Saved data entries
* * * * * * * * *
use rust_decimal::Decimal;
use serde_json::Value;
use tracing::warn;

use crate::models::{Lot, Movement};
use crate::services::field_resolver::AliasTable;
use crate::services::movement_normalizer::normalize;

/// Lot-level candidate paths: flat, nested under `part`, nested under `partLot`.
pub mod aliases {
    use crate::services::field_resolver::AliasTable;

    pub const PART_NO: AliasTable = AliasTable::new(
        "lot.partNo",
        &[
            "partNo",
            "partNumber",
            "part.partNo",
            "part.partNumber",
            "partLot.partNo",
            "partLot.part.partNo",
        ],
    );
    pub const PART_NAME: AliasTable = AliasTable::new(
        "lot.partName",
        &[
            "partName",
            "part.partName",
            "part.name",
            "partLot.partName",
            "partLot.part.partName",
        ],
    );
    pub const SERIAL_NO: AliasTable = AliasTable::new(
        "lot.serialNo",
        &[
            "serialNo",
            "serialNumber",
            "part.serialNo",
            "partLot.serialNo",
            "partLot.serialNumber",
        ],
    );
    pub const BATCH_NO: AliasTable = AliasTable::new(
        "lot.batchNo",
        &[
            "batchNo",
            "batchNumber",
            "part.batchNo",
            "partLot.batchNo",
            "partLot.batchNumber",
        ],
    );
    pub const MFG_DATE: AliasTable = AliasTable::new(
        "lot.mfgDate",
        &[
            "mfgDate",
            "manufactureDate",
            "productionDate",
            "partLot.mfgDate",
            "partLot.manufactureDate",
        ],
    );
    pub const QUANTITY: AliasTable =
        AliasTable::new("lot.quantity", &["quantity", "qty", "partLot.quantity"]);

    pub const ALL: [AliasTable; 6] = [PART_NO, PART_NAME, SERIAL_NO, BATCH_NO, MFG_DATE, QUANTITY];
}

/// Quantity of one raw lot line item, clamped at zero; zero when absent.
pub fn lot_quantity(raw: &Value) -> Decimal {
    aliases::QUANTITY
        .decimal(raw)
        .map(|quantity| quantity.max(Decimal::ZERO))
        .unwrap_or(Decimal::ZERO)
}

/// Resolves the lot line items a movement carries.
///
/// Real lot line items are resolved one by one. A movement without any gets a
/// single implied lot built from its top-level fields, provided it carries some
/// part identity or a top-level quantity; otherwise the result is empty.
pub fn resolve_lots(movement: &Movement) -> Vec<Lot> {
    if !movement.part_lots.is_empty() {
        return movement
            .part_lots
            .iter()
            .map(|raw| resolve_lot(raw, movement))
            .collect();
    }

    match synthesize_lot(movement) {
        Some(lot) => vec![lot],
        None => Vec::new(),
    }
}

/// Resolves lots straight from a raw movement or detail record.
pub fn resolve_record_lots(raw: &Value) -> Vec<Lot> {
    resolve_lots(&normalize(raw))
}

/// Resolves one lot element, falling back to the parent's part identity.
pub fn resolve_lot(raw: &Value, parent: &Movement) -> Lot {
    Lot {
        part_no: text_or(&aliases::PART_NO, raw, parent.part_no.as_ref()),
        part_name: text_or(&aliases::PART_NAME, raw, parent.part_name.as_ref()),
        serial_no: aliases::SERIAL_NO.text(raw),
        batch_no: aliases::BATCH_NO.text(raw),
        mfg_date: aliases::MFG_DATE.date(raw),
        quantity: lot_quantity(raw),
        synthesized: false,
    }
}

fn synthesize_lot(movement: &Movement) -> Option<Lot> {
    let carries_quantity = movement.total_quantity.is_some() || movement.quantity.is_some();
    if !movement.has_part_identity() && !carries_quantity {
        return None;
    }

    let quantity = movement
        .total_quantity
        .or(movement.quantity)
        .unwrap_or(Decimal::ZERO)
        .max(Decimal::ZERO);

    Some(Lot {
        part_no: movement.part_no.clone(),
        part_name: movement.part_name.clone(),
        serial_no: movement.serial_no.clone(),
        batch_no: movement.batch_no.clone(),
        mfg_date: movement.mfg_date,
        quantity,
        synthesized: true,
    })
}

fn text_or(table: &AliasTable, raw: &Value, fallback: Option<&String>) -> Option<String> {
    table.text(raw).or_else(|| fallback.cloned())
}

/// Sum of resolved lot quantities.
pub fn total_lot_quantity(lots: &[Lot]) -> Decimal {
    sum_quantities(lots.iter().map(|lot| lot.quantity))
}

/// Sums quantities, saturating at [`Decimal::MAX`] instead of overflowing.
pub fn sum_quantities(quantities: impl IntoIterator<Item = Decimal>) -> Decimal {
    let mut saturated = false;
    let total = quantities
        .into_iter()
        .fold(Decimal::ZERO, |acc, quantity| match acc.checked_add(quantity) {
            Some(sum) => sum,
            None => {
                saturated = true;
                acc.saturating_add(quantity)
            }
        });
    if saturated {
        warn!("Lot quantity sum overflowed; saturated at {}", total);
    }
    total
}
* * * * * * * * *
Reproduce each line above that contains "serialNumber".

Expected output:
            "serialNumber",
            "partLot.serialNumber",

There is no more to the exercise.